**Description of the task**
I'd like every line from the material below that has "AuthResult" in it.

*** Records for this task ***

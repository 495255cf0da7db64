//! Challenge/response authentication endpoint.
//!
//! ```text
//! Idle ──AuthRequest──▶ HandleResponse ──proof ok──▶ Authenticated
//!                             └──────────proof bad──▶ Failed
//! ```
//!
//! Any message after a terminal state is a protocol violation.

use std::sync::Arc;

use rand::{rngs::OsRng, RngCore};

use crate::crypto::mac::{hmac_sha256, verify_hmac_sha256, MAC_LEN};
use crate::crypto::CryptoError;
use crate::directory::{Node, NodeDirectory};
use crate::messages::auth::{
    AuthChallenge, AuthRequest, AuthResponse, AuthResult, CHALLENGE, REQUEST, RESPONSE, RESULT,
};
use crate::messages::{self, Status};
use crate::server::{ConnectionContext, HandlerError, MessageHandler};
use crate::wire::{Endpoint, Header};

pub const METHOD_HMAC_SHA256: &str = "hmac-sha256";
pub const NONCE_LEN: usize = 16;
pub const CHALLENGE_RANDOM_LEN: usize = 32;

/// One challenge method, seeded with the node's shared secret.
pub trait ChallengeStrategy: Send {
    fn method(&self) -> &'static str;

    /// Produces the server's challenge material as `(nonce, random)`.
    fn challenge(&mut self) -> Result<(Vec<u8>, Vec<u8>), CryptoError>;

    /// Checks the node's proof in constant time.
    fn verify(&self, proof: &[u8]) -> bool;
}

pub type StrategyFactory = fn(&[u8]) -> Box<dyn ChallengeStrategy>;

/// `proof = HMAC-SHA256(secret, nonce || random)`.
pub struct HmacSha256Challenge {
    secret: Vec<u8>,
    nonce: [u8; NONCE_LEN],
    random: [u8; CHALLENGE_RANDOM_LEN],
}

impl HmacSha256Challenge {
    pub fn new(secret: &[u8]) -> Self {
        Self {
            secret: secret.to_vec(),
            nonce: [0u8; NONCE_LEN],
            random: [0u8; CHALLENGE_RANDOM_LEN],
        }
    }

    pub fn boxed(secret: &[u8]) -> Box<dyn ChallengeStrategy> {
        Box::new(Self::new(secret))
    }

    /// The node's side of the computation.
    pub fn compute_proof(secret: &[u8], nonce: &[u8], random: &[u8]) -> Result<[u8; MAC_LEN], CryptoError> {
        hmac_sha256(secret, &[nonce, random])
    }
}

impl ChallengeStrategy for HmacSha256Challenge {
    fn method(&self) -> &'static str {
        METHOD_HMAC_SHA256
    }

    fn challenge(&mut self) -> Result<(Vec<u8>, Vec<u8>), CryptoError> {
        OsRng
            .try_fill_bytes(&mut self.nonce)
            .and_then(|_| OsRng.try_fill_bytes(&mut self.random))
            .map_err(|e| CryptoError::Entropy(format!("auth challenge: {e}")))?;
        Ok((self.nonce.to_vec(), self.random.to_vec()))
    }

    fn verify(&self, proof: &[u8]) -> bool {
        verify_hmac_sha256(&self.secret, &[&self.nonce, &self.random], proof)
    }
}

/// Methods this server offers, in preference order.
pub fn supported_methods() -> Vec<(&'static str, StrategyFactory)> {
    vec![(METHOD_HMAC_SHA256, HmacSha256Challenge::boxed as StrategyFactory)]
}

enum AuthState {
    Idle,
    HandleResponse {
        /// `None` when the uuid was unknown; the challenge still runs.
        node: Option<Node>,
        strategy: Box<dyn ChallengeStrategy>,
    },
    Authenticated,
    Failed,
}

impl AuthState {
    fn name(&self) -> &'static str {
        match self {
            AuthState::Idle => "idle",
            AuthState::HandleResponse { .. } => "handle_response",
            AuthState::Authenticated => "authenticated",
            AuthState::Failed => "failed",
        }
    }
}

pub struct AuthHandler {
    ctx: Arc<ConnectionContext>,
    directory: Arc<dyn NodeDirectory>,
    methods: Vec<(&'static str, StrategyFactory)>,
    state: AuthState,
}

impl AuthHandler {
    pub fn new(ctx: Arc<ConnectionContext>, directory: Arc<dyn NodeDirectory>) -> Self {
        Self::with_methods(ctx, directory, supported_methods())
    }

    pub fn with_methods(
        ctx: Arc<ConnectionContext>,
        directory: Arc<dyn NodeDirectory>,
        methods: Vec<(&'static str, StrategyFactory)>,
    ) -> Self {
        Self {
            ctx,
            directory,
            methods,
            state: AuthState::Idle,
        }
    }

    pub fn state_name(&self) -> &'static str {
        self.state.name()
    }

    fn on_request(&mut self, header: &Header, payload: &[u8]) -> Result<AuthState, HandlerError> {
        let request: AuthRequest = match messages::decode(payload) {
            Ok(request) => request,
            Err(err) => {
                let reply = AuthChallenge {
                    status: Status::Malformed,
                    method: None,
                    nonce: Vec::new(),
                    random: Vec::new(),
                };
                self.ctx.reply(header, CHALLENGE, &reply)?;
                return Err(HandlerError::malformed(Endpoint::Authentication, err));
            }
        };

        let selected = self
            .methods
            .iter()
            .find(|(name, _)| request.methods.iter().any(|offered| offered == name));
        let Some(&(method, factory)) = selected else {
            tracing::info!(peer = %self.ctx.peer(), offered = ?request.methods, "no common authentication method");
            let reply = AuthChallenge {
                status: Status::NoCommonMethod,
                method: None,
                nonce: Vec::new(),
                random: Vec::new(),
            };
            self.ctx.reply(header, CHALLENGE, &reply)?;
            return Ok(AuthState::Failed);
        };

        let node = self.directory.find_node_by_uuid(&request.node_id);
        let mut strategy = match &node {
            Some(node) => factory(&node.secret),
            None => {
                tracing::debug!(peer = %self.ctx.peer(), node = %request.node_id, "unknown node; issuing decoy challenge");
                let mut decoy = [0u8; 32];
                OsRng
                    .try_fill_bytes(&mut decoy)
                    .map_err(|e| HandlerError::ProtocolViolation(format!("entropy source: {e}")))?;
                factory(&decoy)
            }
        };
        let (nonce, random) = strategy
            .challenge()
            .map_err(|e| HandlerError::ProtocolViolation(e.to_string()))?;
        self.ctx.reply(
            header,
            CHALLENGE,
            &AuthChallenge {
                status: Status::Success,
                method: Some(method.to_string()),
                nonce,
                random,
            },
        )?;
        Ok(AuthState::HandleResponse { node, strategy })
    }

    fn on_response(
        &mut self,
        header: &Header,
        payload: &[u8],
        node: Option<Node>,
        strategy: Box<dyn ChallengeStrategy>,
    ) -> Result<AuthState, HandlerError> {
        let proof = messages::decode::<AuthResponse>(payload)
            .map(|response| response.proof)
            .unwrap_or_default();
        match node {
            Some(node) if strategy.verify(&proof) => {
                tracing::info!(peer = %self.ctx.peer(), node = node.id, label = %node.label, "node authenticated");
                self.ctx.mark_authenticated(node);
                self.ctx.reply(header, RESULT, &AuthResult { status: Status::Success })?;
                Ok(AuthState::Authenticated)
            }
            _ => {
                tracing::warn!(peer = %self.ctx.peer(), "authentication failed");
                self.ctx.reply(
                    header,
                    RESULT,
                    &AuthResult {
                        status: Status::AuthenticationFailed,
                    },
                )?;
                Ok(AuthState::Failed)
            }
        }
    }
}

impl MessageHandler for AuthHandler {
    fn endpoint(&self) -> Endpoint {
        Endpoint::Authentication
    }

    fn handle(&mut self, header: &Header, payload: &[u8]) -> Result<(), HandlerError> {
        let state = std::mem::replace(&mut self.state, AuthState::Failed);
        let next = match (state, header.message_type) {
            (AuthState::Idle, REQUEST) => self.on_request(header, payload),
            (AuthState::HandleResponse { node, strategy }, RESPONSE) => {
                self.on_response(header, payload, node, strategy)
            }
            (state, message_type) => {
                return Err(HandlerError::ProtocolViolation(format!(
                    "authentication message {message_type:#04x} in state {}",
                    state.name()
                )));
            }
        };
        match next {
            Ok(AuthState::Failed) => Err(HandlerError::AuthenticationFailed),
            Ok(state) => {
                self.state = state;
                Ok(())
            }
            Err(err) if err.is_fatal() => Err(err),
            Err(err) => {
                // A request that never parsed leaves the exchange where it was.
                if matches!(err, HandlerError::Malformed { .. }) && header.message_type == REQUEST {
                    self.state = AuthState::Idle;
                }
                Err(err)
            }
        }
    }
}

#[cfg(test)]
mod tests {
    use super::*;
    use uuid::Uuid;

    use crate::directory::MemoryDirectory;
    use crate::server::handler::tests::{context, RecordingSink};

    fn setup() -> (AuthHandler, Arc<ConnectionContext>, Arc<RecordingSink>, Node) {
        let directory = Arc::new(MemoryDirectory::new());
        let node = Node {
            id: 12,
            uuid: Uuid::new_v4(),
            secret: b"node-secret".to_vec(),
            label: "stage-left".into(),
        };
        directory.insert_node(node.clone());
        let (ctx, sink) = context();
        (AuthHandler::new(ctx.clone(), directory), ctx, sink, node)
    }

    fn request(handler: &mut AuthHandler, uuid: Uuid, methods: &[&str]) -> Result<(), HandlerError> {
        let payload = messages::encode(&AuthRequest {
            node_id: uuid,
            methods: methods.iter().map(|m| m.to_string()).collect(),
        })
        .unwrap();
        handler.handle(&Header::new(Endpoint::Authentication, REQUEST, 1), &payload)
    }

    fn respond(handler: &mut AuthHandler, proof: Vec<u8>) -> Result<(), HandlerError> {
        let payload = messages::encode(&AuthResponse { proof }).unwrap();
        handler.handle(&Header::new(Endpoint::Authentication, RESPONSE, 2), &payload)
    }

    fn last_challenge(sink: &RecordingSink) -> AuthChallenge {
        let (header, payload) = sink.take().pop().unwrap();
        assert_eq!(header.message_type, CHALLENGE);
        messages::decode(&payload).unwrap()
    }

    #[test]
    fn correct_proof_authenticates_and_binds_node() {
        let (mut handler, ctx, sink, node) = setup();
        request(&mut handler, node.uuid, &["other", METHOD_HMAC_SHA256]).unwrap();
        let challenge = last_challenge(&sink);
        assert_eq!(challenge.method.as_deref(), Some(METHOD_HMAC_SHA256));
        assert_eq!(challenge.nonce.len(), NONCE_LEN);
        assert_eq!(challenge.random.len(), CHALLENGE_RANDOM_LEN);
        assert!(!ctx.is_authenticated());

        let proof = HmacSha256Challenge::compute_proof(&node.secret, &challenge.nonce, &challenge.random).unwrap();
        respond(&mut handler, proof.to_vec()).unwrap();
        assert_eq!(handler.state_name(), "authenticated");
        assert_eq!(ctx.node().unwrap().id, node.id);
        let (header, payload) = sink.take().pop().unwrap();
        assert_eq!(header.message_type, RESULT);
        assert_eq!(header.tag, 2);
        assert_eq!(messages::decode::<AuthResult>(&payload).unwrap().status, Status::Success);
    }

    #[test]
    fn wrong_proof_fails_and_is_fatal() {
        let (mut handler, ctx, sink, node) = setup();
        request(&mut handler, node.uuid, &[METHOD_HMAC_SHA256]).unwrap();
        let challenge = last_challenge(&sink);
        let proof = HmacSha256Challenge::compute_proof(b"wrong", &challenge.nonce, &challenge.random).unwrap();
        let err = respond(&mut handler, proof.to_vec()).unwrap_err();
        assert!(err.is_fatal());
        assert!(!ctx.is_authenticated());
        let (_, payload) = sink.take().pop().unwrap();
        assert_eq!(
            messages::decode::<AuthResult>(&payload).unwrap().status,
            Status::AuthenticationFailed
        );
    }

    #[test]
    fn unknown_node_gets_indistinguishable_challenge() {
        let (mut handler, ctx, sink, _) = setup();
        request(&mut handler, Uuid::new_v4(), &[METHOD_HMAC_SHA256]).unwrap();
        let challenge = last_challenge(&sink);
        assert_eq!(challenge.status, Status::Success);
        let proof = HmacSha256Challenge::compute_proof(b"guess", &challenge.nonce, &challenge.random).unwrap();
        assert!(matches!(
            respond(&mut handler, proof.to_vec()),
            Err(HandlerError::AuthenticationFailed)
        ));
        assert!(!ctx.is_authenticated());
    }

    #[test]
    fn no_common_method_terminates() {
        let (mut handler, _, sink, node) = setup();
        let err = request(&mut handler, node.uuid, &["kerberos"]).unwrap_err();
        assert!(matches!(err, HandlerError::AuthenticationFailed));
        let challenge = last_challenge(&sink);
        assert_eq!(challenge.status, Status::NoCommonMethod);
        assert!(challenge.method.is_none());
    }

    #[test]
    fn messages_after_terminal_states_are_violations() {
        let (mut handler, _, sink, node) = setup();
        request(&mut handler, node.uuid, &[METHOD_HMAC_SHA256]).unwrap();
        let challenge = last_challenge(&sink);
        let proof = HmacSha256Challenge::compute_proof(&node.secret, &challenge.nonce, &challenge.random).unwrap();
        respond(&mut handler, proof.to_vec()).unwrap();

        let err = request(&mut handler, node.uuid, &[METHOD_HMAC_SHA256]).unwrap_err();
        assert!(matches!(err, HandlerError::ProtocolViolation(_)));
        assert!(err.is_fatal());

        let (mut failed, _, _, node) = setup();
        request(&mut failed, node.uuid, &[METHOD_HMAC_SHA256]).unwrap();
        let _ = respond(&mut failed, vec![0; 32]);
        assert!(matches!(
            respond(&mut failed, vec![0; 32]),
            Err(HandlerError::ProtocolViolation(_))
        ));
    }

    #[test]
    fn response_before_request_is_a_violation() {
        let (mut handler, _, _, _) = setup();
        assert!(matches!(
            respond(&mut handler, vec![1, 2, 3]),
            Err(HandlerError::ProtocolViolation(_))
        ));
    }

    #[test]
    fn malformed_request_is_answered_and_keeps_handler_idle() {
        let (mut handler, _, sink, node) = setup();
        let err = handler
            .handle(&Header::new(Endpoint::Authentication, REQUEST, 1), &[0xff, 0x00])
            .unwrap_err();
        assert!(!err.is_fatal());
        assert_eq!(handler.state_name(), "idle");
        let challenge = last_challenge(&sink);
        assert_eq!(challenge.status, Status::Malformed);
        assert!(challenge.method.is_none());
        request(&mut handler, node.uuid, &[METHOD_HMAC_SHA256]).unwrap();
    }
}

*** End of Records for this task ***

**Answer area**
    AuthChallenge, AuthRequest, AuthResponse, AuthResult, CHALLENGE, REQUEST, RESPONSE, RESULT,
                self.ctx.reply(header, RESULT, &AuthResult { status: Status::Success })?;
                    &AuthResult {
        assert_eq!(messages::decode::<AuthResult>(&payload).unwrap().status, Status::Success);
            messages::decode::<AuthResult>(&payload).unwrap().status,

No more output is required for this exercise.